# TASK INSTRUCTIONS:
Could you copy out every line of the data where the word "UpdateAttendanceDTO" occurs?
TASK INPUT START
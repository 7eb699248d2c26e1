//! AttendanceRepository - attendances table

use super::{Create, Read, Update};
use crate::dtos::{CreateAttendanceDTO, UpdateAttendanceDTO};
use crate::entities::Attendance;
use chrono::{DateTime, Utc};
use sqlx::{Error, SqliteConnection, SqlitePool};

const ATTENDANCE_COLUMNS: &str = "a.attendance_id, a.event_id, a.user_id, a.email, a.status, \
     a.invited_by_id, a.is_paid, a.paid_by_id, a.created_at";

/// Inserts one attendance on an open connection or transaction.
pub(super) async fn insert_attendance(
    conn: &mut SqliteConnection,
    item: &CreateAttendanceDTO,
    now: DateTime<Utc>,
) -> Result<Attendance, Error> {
    let result = sqlx::query(
        "INSERT INTO attendances (event_id, user_id, email, status, invited_by_id, is_paid, paid_by_id, created_at)
         VALUES (?, ?, ?, ?, ?, FALSE, NULL, ?)",
    )
    .bind(item.event_id)
    .bind(&item.user_id)
    .bind(&item.email)
    .bind(item.status)
    .bind(&item.invited_by_id)
    .bind(now)
    .execute(&mut *conn)
    .await?;

    Ok(Attendance {
        attendance_id: result.last_insert_rowid(),
        event_id: item.event_id,
        user_id: item.user_id.clone(),
        email: item.email.clone(),
        status: item.status,
        invited_by_id: item.invited_by_id.clone(),
        is_paid: false,
        paid_by_id: None,
        created_at: now,
    })
}

pub struct AttendanceRepository {
    connection_pool: SqlitePool,
}

impl AttendanceRepository {
    pub fn new(connection_pool: SqlitePool) -> AttendanceRepository {
        Self { connection_pool }
    }

    /// Inserts several attendances in one transaction
    pub async fn create_many(
        &self,
        data: &[CreateAttendanceDTO],
    ) -> Result<Vec<Attendance>, Error> {
        let now = Utc::now();
        let mut tx = self.connection_pool.begin().await?;
        let mut created = Vec::with_capacity(data.len());

        for item in data {
            created.push(insert_attendance(&mut tx, item, now).await?);
        }

        tx.commit().await?;
        Ok(created)
    }

    /// Attendances of an event, registered users by name first, bare emails last
    pub async fn find_by_event(&self, event_id: i64) -> Result<Vec<Attendance>, Error> {
        let attendances = sqlx::query_as::<_, Attendance>(&format!(
            "SELECT {ATTENDANCE_COLUMNS}
             FROM attendances a
             LEFT JOIN users u ON u.user_id = a.user_id
             WHERE a.event_id = ?
             ORDER BY u.user_id IS NULL, u.name, a.email"
        ))
        .bind(event_id)
        .fetch_all(&self.connection_pool)
        .await?;

        Ok(attendances)
    }

    /// Every attendance of a stored user, oldest first
    pub async fn find_by_user(&self, user_id: &str) -> Result<Vec<Attendance>, Error> {
        let attendances = sqlx::query_as::<_, Attendance>(&format!(
            "SELECT {ATTENDANCE_COLUMNS} FROM attendances a
             WHERE a.user_id = ?
             ORDER BY a.attendance_id"
        ))
        .bind(user_id)
        .fetch_all(&self.connection_pool)
        .await?;

        Ok(attendances)
    }

    /// Attaches every email-only attendance for `email` to the stored user.
    ///
    /// # Returns
    /// Number of attendances linked
    pub async fn link_email_to_user(&self, email: &str, user_id: &str) -> Result<u64, Error> {
        let result = sqlx::query(
            "UPDATE attendances SET user_id = ? WHERE user_id IS NULL AND LOWER(email) = LOWER(?)",
        )
        .bind(user_id)
        .bind(email)
        .execute(&self.connection_pool)
        .await?;

        Ok(result.rows_affected())
    }
}

impl Create<Attendance, CreateAttendanceDTO> for AttendanceRepository {
    async fn create(&self, data: &CreateAttendanceDTO) -> Result<Attendance, Error> {
        let mut created = self.create_many(std::slice::from_ref(data)).await?;
        created.pop().ok_or(Error::RowNotFound)
    }
}

impl Read<Attendance, i64> for AttendanceRepository {
    async fn read(&self, id: &i64) -> Result<Option<Attendance>, Error> {
        let attendance = sqlx::query_as::<_, Attendance>(&format!(
            "SELECT {ATTENDANCE_COLUMNS} FROM attendances a WHERE a.attendance_id = ?"
        ))
        .bind(id)
        .fetch_optional(&self.connection_pool)
        .await?;

        Ok(attendance)
    }
}

impl Update<Attendance, UpdateAttendanceDTO, i64> for AttendanceRepository {
    async fn update(&self, id: &i64, data: &UpdateAttendanceDTO) -> Result<Attendance, Error> {
        let current = self.read(id).await?.ok_or(Error::RowNotFound)?;
        if data.is_empty() {
            return Ok(current);
        }

        let updated = Attendance {
            status: data.status.unwrap_or(current.status),
            is_paid: data.is_paid.unwrap_or(current.is_paid),
            paid_by_id: data.paid_by_id.clone().unwrap_or(current.paid_by_id),
            ..current
        };

        sqlx::query(
            "UPDATE attendances SET status = ?, is_paid = ?, paid_by_id = ? WHERE attendance_id = ?",
        )
        .bind(updated.status)
        .bind(updated.is_paid)
        .bind(&updated.paid_by_id)
        .bind(id)
        .execute(&self.connection_pool)
        .await?;

        Ok(updated)
    }
}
TASK INPUT END
# EXERCISE RESULT:
use crate::dtos::{CreateAttendanceDTO, UpdateAttendanceDTO};
impl Update<Attendance, UpdateAttendanceDTO, i64> for AttendanceRepository {
    async fn update(&self, id: &i64, data: &UpdateAttendanceDTO) -> Result<Attendance, Error> {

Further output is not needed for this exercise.